Tutto il mondo è Palestina, ahimè

di francesca meneghetti


Feedback: 7166 | altri commenti e recensioni di francesca meneghetti
venerdì 24 luglio 2020

Il Paradiso probabilmente è uno di quei film che ti lasciano perplesso quando ti alzi dalla poltrona, ma che poi cominciano a frullare nel cervello lascandosi dietro una scia di punti di domanda. E allora capisci che il non è robetta. Ti sforzi di capire, leggi commenti e recensioni, ma non ti soddisfano.
Aiuta la comprensione del testo un minimo di contestualizzazione: sapere che Elia Suleiman nasce a Nazareth da una famiglia greco-ortodossa, si forma a New York, ha prodotto diversi film, conseguendo premi e attenzioni della critica, sulla questione palestinese, proposta però non in modo vittimistico, ma con propensione al grottesco.
Ciò compare sin dall’inizio, con la processione greco-ortodossa nella chiesa dell’annunciazione di Nazareth: inizia in modo solenne, con un coro che enfatizza le parole morte e resurrezione, ma muta registro quando il pope trova la cripta chiusa, con i due custodi ubriachi che si rifiutano di aprirla. Allora si trasforma in un energico combattente che sfonda la porta posteriore e pure i due uomini.
Il protagonista della vicenda è lo stesso regista, che però qui si chiama Es (non Elia) Suleiman, con richiamo, direi, all’Es freudiano, l’inconscio. E’ vedovo: la moglie è morta da poco in seguito a malattia invalidante (la casa ne porta ancora i segni, con i sussidi sanitari). Lui è solo e stranito. Osserva il mondo che lo circonda senza un commento che non sia quello dello sguardo (in tutto il film dirà solo pochissime parole sulla sua provenienza a un tassista nero di New York). Coglie l’assurdità della vita quotidiana di Nazareth, in particolare dei vicini, fuori di testa, e sembra vivere un tentativo di resurrezione dal lutto, sbarazzandosi degli oggetti della moglie e intraprendendo un viaggio. Non prima di aver assaporato il fascino di un uliveto, situato in luogo selvaggio, dove una donna araba, dalle vesti lunghe e dalle cavigliere tintinnanti, trasporta sul capo dei contenitori d’acqua.
Le sue mete saranno Parigi e New York.
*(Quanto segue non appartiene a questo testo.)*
//! Explicit configuration with environment overrides.

use serde::{Deserialize, Serialize};
use std::path::{Path, PathBuf};

use crate::{DataKind, Interval, TradeType, VaultError};

/// Configuration shared by the planner, downloader and dataset constructors.
///
/// Every field has a documented default; [`VaultConfig::from_env`] overrides
/// them from the process environment.
#[derive(Debug, Clone, PartialEq, Eq, Serialize, Deserialize)]
pub struct VaultConfig {
    /// Root of the local shard tree (`DATA_DIRECTORY`, default `data`).
    pub data_root: PathBuf,
    /// Default market segment (`DEFAULT_TRADE`, default `spot`).
    pub trade: TradeType,
    /// Default kline interval (`DEFAULT_INTERVAL`, default `1m`).
    pub interval: Interval,
    /// Default data kind (`DEFAULT_TRADE_DATATYPE`, default `klines`).
    pub kind: DataKind,
    /// Bucket listing endpoint (`LISTING_BASE_URL`).
    pub listing_base_url: String,
    /// Archive download endpoint (`ARCHIVE_BASE_URL`).
    pub archive_base_url: String,
    /// Concurrent shard fetches per symbol (`DOWNLOAD_BATCH_SIZE`, default 5).
    pub batch_size: usize,
    /// Consecutive listing pages without new keys tolerated before giving up.
    pub max_stalled_pages: usize,
}

impl VaultConfig {
    /// Default bucket listing endpoint.
    pub const DEFAULT_LISTING_BASE_URL: &str =
        "https://s3-ap-northeast-1.amazonaws.com/data.binance.vision";
    /// Default archive download endpoint.
    pub const DEFAULT_ARCHIVE_BASE_URL: &str = "https://data.binance.vision";

    /// Builds a configuration from the process environment.
    ///
    /// # Errors
    ///
    /// Returns [`VaultError::InvalidArgument`] if a variable holds an unparseable value.
    pub fn from_env() -> Result<Self, VaultError> {
        Self::from_lookup(|name| std::env::var(name).ok())
    }

    /// Builds a configuration from an arbitrary variable lookup.
    ///
    /// # Errors
    ///
    /// Returns [`VaultError::InvalidArgument`] if a variable holds an unparseable value.
    pub fn from_lookup(lookup: impl Fn(&str) -> Option<String>) -> Result<Self, VaultError> {
        let mut config = Self::default();

        if let Some(root) = lookup("DATA_DIRECTORY") {
            config.data_root = PathBuf::from(root);
        }
        if let Some(trade) = lookup("DEFAULT_TRADE") {
            config.trade = trade.parse()?;
        }
        if let Some(interval) = lookup("DEFAULT_INTERVAL") {
            config.interval = interval.parse()?;
        }
        if let Some(kind) = lookup("DEFAULT_TRADE_DATATYPE") {
            config.kind = kind.parse()?;
        }
        if let Some(url) = lookup("LISTING_BASE_URL") {
            config.listing_base_url = url;
        }
        if let Some(url) = lookup("ARCHIVE_BASE_URL") {
            config.archive_base_url = url;
        }
        if let Some(size) = lookup("DOWNLOAD_BATCH_SIZE") {
            config.batch_size = size.parse().map_err(|_| {
                VaultError::InvalidArgument(format!("invalid DOWNLOAD_BATCH_SIZE '{size}'"))
            })?;
        }

        config.validate()?;
        Ok(config)
    }

    /// Checks cross-field invariants.
    ///
    /// # Errors
    ///
    /// Returns [`VaultError::InvalidArgument`] if the batch size is zero.
    pub fn validate(&self) -> Result<(), VaultError> {
        if self.batch_size == 0 {
            return Err(VaultError::InvalidArgument(
                "batch size must be at least 1".to_string(),
            ));
        }
        Ok(())
    }

    /// Sets the data root.
    #[must_use]
    pub fn with_data_root(mut self, root: impl Into<PathBuf>) -> Self {
        self.data_root = root.into();
        self
    }

    /// Sets the batch size.
    #[must_use]
    pub const fn with_batch_size(mut self, batch_size: usize) -> Self {
        self.batch_size = batch_size;
        self
    }

    /// Sets both remote endpoints, e.g. to point at a mirror.
    #[must_use]
    pub fn with_endpoints(
        mut self,
        listing: impl Into<String>,
        archive: impl Into<String>,
    ) -> Self {
        self.listing_base_url = listing.into();
        self.archive_base_url = archive.into();
        self
    }

    /// Returns the data root.
    #[must_use]
    pub fn data_root(&self) -> &Path {
        &self.data_root
    }
}

impl Default for VaultConfig {
    fn default() -> Self {
        Self {
            data_root: PathBuf::from("data"),
            trade: TradeType::Spot,
            interval: Interval::Minute1,
            kind: DataKind::Klines,
            listing_base_url: Self::DEFAULT_LISTING_BASE_URL.to_string(),
            archive_base_url: Self::DEFAULT_ARCHIVE_BASE_URL.to_string(),
            batch_size: 5,
            max_stalled_pages: 3,
        }
    }
}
Le prima scene parigine sembrano improntate a un certo realismo convenzionale. Seduto al tavolo esterno di un bistrot, Es osserva bellissime donne, dalle bellissime gambe, sfilare con eleganza. Sfilano anche nel video che il protagonista osserva nel negozio di fronte, imperterrite, mentre una donna delle pulizie di colore e molto in carne pulisce e spolvera lo stesso schermo. Oppure assiste alla gara folle e crudele (a scapito dei più lenti e deboli) per accaparrarsi una sedia nel giardino del Luxembourg, uno dei posti più chic per prendere il sole e leggere. Ma poi ecco le sequenze che riprendono vie del tutto deserte: le sole presenze sono senzatetto o delinquenti o poliziotti o carriarmati (poi la cosa troverà un senso logico). A Parigi si svela anche uno scopo del viaggio: promuovere un film sulla questione palestinese, ma l’unico ad essere incuriosito, con fin troppa insistenza, da ciò che Suleiman scrive è un uccellino.
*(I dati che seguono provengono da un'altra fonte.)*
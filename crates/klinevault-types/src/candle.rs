//! Candle (kline) row representation.

use chrono::{DateTime, Utc};
use serde::{Deserialize, Serialize};

/// A single kline row as stored in a shard CSV.
///
/// Column order follows the archive: open time, OHLC, base volume, close time,
/// quote volume, trade count, taker buy volumes and an unused trailing field.
/// Both time columns are epoch milliseconds once normalized.
#[derive(Debug, Clone, Copy, PartialEq, Serialize, Deserialize)]
pub struct Candle {
    /// Bucket open time.
    pub open_time: i64,
    /// Open price.
    pub open: f64,
    /// High price.
    pub high: f64,
    /// Low price.
    pub low: f64,
    /// Close price.
    pub close: f64,
    /// Base asset volume.
    pub volume: f64,
    /// Bucket close time.
    pub close_time: i64,
    /// Quote asset volume.
    pub quote_volume: f64,
    /// Number of trades.
    pub trades: u64,
    /// Taker buy base asset volume.
    pub taker_buy_base_volume: f64,
    /// Taker buy quote asset volume.
    pub taker_buy_quote_volume: f64,
    /// Unused by the archive; kept for column parity.
    pub ignore: f64,
}

impl Candle {
    /// Returns the open time as a UTC instant.
    #[must_use]
    pub fn open_at(&self) -> Option<DateTime<Utc>> {
        DateTime::from_timestamp_millis(self.open_time)
    }

    /// Returns the close time as a UTC instant.
    #[must_use]
    pub fn close_at(&self) -> Option<DateTime<Utc>> {
        DateTime::from_timestamp_millis(self.close_time)
    }

    /// Rescales both time columns from `unit` to milliseconds.
    #[must_use]
    pub const fn normalized(mut self, unit: TimestampUnit) -> Self {
        self.open_time = unit.to_millis(self.open_time);
        self.close_time = unit.to_millis(self.close_time);
        self
    }
}

/// Epoch unit of a shard's time columns.
///
/// The archive has published seconds, milliseconds and (since 2025 for spot)
/// microseconds. Detection looks at the magnitude of the leading timestamp.
#[derive(Debug, Clone, Copy, PartialEq, Eq, Hash)]
pub enum TimestampUnit {
    /// Whole seconds.
    Seconds,
    /// Milliseconds.
    Millis,
    /// Microseconds.
    Micros,
}

impl TimestampUnit {
    /// Values below this are seconds (1e11 s is the year 5138).
    const SECONDS_LIMIT: i64 = 100_000_000_000;
    /// Values below this (and above the seconds limit) are milliseconds.
    const MILLIS_LIMIT: i64 = 100_000_000_000_000;

    /// Infers the unit from a representative timestamp.
    #[must_use]
    pub const fn detect(value: i64) -> Self {
        let magnitude = value.unsigned_abs();
        if magnitude < Self::SECONDS_LIMIT as u64 {
            Self::Seconds
        } else if magnitude < Self::MILLIS_LIMIT as u64 {
            Self::Millis
        } else {
            Self::Micros
        }
    }

    /// Converts a value in this unit to milliseconds.
    #[must_use]
    pub const fn to_millis(&self, value: i64) -> i64 {
        match self {
            Self::Seconds => value.saturating_mul(1000),
            Self::Millis => value,
            Self::Micros => value / 1000,
        }
    }
}

#[cfg(test)]
mod tests {
    use super::*;

    fn candle(open_time: i64, close_time: i64) -> Candle {
        Candle {
            open_time,
            open: 1.0,
            high: 2.0,
            low: 0.5,
            close: 1.5,
            volume: 10.0,
            close_time,
            quote_volume: 15.0,
            trades: 3,
            taker_buy_base_volume: 4.0,
            taker_buy_quote_volume: 6.0,
            ignore: 0.0,
        }
    }

    #[test]
    fn test_detect_units() {
        // 2023-01-01T00:00:00Z in each unit.
        assert_eq!(TimestampUnit::detect(1_672_531_200), TimestampUnit::Seconds);
        assert_eq!(TimestampUnit::detect(1_672_531_200_000), TimestampUnit::Millis);
        assert_eq!(
            TimestampUnit::detect(1_672_531_200_000_000),
            TimestampUnit::Micros
        );
    }

    #[test]
    fn test_normalize_seconds_and_micros_agree_with_millis() {
        let millis = candle(1_672_531_200_000, 1_672_531_259_999);
        let from_secs = candle(1_672_531_200, 1_672_531_259).normalized(TimestampUnit::Seconds);
        let from_micros = candle(1_672_531_200_000_000, 1_672_531_259_999_999)
            .normalized(TimestampUnit::Micros);

        assert_eq!(from_secs.open_time, millis.open_time);
        assert_eq!(from_micros, millis);
        assert_eq!(millis.normalized(TimestampUnit::Millis), millis);
    }

    #[test]
    fn test_open_at() {
        let c = candle(1_672_531_200_000, 1_672_531_259_999);
        assert_eq!(c.open_at().unwrap().to_rfc3339(), "2023-01-01T00:00:00+00:00");
    }
}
Anche a New si alternano scene realistiche con altre caricaturali e grottesche, come quella del supermercato, dove le casalinghe girano tra gli scaffali armate di fucile, o quella, superclassica, del Central Park in vestito autunnale, dove una donna vestita da angelo manifesta per la causa palestinese, venendo inseguita da poliziotti pasticcioni e inconcludenti. Il regista Suleiman dovrebbe parlare di fronte a un piccolo pubblico di studenti di cinema, abbigliati da animali di pelouche, ma non sappiamo se farà sentire la sua voce.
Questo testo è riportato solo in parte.